Outcomes: Utilization and costs of prescription phosphate binders, oral and intravenous vitamin D analogues, and cinacalcet.

Measurements: Using logistic regression, we calculated adjusted odds of medication use for low-income subsidy versus non–low-income subsidy patients and for patients from various dialysis organizations, and we report per-member-per-month and average out-of-pocket costs.

Results: Phosphate binders (w83%) and intravenous vitamin D (77.5%-79.3%) were the most commonly used CKD-MBD medications in 2007 through 2010. The adjusted odds of prescription phosphate-binder, intravenous vitamin D, and cinacalcet use were significantly higher for low-income subsidy than for non–low-income subsidy patients. Total Part D versus CKD-MBD Part D medication costs increased 22% versus 36% from 2007 to 2010. For Part D–enrolled dialysis patients, CKD-MBD medications represented w50% of overall net Part D costs in 2010.

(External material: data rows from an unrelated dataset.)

//! Company domain list input.
//!
//! Domains come from a spreadsheet with a header row. Only the configured
//! domain column matters; every other column is ignored.

use std::path::{Path, PathBuf};

use calamine::{open_workbook, Data, Reader, Xlsx};
use thiserror::Error;

/// Errors reading the domain list.
#[derive(Debug, Error)]
pub enum DomainSourceError {
    #[error("Failed to open spreadsheet {path}: {source}")]
    Open {
        path: PathBuf,
        source: calamine::XlsxError,
    },
    #[error("Spreadsheet has no sheets")]
    NoSheets,
    #[error("Failed to read sheet: {0}")]
    Sheet(#[from] calamine::XlsxError),
}

/// Read domain keys from the first sheet of a spreadsheet.
///
/// The first row is the header. Cells under the `column` header are
/// collected in row order, trimmed, prefixed with `prefix`, and returned.
/// Rows with an empty or missing cell are dropped. A spreadsheet without
/// the named column yields an empty list; only an unreadable file is an
/// error.
pub fn read_domains(
    path: &Path,
    column: &str,
    prefix: &str,
) -> Result<Vec<String>, DomainSourceError> {
    let mut workbook: Xlsx<_> = open_workbook(path).map_err(|e| DomainSourceError::Open {
        path: path.to_path_buf(),
        source: e,
    })?;

    let range = workbook
        .worksheet_range_at(0)
        .ok_or(DomainSourceError::NoSheets)??;

    let mut rows = range.rows();
    let Some(header) = rows.next() else {
        return Ok(Vec::new());
    };

    let Some(column_idx) = header.iter().position(|cell| cell_text(cell).as_deref() == Some(column))
    else {
        tracing::warn!(
            "Spreadsheet {} has no '{}' column; nothing to generate",
            path.display(),
            column
        );
        return Ok(Vec::new());
    };

    let domains = rows
        .filter_map(|row| row.get(column_idx).and_then(cell_text))
        .map(|domain| format!("{}{}", prefix, domain))
        .collect();

    Ok(domains)
}

/// Text content of a cell, trimmed. Numeric cells are rendered as text so
/// a digits-only domain still comes through. Empty cells yield `None`.
fn cell_text(cell: &Data) -> Option<String> {
    let text = match cell {
        Data::String(s) => s.trim().to_string(),
        Data::Int(i) => i.to_string(),
        Data::Float(f) => f.to_string(),
        _ => return None,
    };

    if text.is_empty() {
        None
    } else {
        Some(text)
    }
}
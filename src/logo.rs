//! Logo retrieval from the logo-by-domain service.

use std::time::Duration;

use async_trait::async_trait;
use reqwest::Client;
use url::Url;

/// Source of company logos, keyed by domain.
///
/// `None` means the service has no logo for the domain. Network failures
/// and non-success statuses are treated the same way, so the caller skips
/// the one domain instead of aborting its batch.
#[async_trait]
pub trait LogoSource: Send + Sync {
    /// Fetch the raw logo image for a domain key.
    async fn fetch(&self, domain: &str) -> Option<Vec<u8>>;
}

/// HTTP client for a logo-by-domain service. The logo for `example.com`
/// lives at `{base_url}/example.com`.
pub struct LogoClient {
    client: Client,
    base_url: Url,
}

impl LogoClient {
    /// Create a client for the service at `base_url`.
    pub fn new(base_url: &str, timeout: Duration, user_agent: &str) -> anyhow::Result<Self> {
        let mut base_url = Url::parse(base_url)
            .map_err(|e| anyhow::anyhow!("Invalid logo service URL {}: {}", base_url, e))?;
        // Url::join drops the last path segment unless the base ends with
        // a slash.
        if !base_url.path().ends_with('/') {
            base_url.set_path(&format!("{}/", base_url.path()));
        }

        let client = Client::builder()
            .user_agent(user_agent)
            .timeout(timeout)
            .gzip(true)
            .build()?;

        Ok(Self { client, base_url })
    }
}

#[async_trait]
impl LogoSource for LogoClient {
    async fn fetch(&self, domain: &str) -> Option<Vec<u8>> {
        let endpoint = match self.base_url.join(domain) {
            Ok(url) => url,
            Err(e) => {
                tracing::warn!("Cannot build logo URL for domain {}: {}", domain, e);
                return None;
            }
        };

        tracing::info!("Fetching logo for domain: {}", domain);
        let response = match self.client.get(endpoint).send().await {
            Ok(response) => response,
            Err(e) => {
                tracing::warn!("Failed to fetch logo for domain {}: {}", domain, e);
                return None;
            }
        };

        if !response.status().is_success() {
            tracing::warn!(
                "Failed to fetch logo for domain {}: HTTP {}",
                domain,
                response.status()
            );
            return None;
        }

        match response.bytes().await {
            Ok(bytes) => Some(bytes.to_vec()),
            Err(e) => {
                tracing::warn!("Failed to read logo body for domain {}: {}", domain, e);
                None
            }
        }
    }
}

#[cfg(test)]
mod tests {
    use super::*;
    use std::io::Cursor;

    const TIMEOUT: Duration = Duration::from_secs(5);

    /// Start a one-off logo server on an ephemeral port, answering every
    /// request with `handler`. Returns the base URL.
    fn start_server<F>(handler: F) -> String
    where
        F: Fn(&str) -> tiny_http::Response<Cursor<Vec<u8>>> + Send + 'static,
    {
        let server = tiny_http::Server::http("127.0.0.1:0").unwrap();
        let base = format!("http://{}", server.server_addr());
        std::thread::spawn(move || {
            for request in server.incoming_requests() {
                let response = handler(request.url());
                let _ = request.respond(response);
            }
        });
        base
    }

    #[tokio::test]
    async fn test_fetch_returns_logo_bytes() {
        let payload = b"png goes here".to_vec();
        let served = payload.clone();
        let base = start_server(move |url| {
            if url == "/www.acme.com" {
                tiny_http::Response::from_data(served.clone())
            } else {
                tiny_http::Response::from_data(b"wrong path".to_vec()).with_status_code(404)
            }
        });

        let client = LogoClient::new(&base, TIMEOUT, "logopress-test").unwrap();
        let bytes = client.fetch("www.acme.com").await;
        assert_eq!(bytes, Some(payload));
    }

    #[tokio::test]
    async fn test_fetch_missing_logo_is_none() {
        let base = start_server(|_| {
            tiny_http::Response::from_data(b"no such logo".to_vec()).with_status_code(404)
        });

        let client = LogoClient::new(&base, TIMEOUT, "logopress-test").unwrap();
        assert_eq!(client.fetch("www.unknown.example").await, None);
    }

    #[tokio::test]
    async fn test_fetch_unreachable_service_is_none() {
        let client = LogoClient::new("http://127.0.0.1:1", TIMEOUT, "logopress-test").unwrap();
        assert_eq!(client.fetch("www.acme.com").await, None);
    }

    #[tokio::test]
    async fn test_base_url_path_prefix_is_preserved() {
        let base = start_server(|url| {
            if url == "/logos/www.acme.com" {
                tiny_http::Response::from_data(b"logo".to_vec())
            } else {
                tiny_http::Response::from_data(Vec::new()).with_status_code(404)
            }
        });

        let client =
            LogoClient::new(&format!("{}/logos", base), TIMEOUT, "logopress-test").unwrap();
        assert!(client.fetch("www.acme.com").await.is_some());
    }

    #[test]
    fn test_invalid_base_url_is_an_error() {
        assert!(LogoClient::new("not a url", TIMEOUT, "logopress-test").is_err());
    }
}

Limitations: Inability to describe utilization and costs of calcium carbonate, an over-the-counter agent not covered under Medicare Part D; inability to reliably identify prescriptions filled through a non–Part D reimbursement or payment mechanism; findings may not apply to dialysis patients without Medicare Part D benefits or with Medicare Advantage plans, or to pediatric dialysis patients; could identify only prescription drugs dispensed in the outpatient setting; inability to adjust for MBD laboratory values.

Conclusions: Part D net costs for CKD-MBD medications increased at a faster rate than costs for all Part D medications in dialysis patients despite relatively stable use within medication classes. In a bundled environment, there may be incentives to shift to generic phosphate binders and reduce cinacalcet use.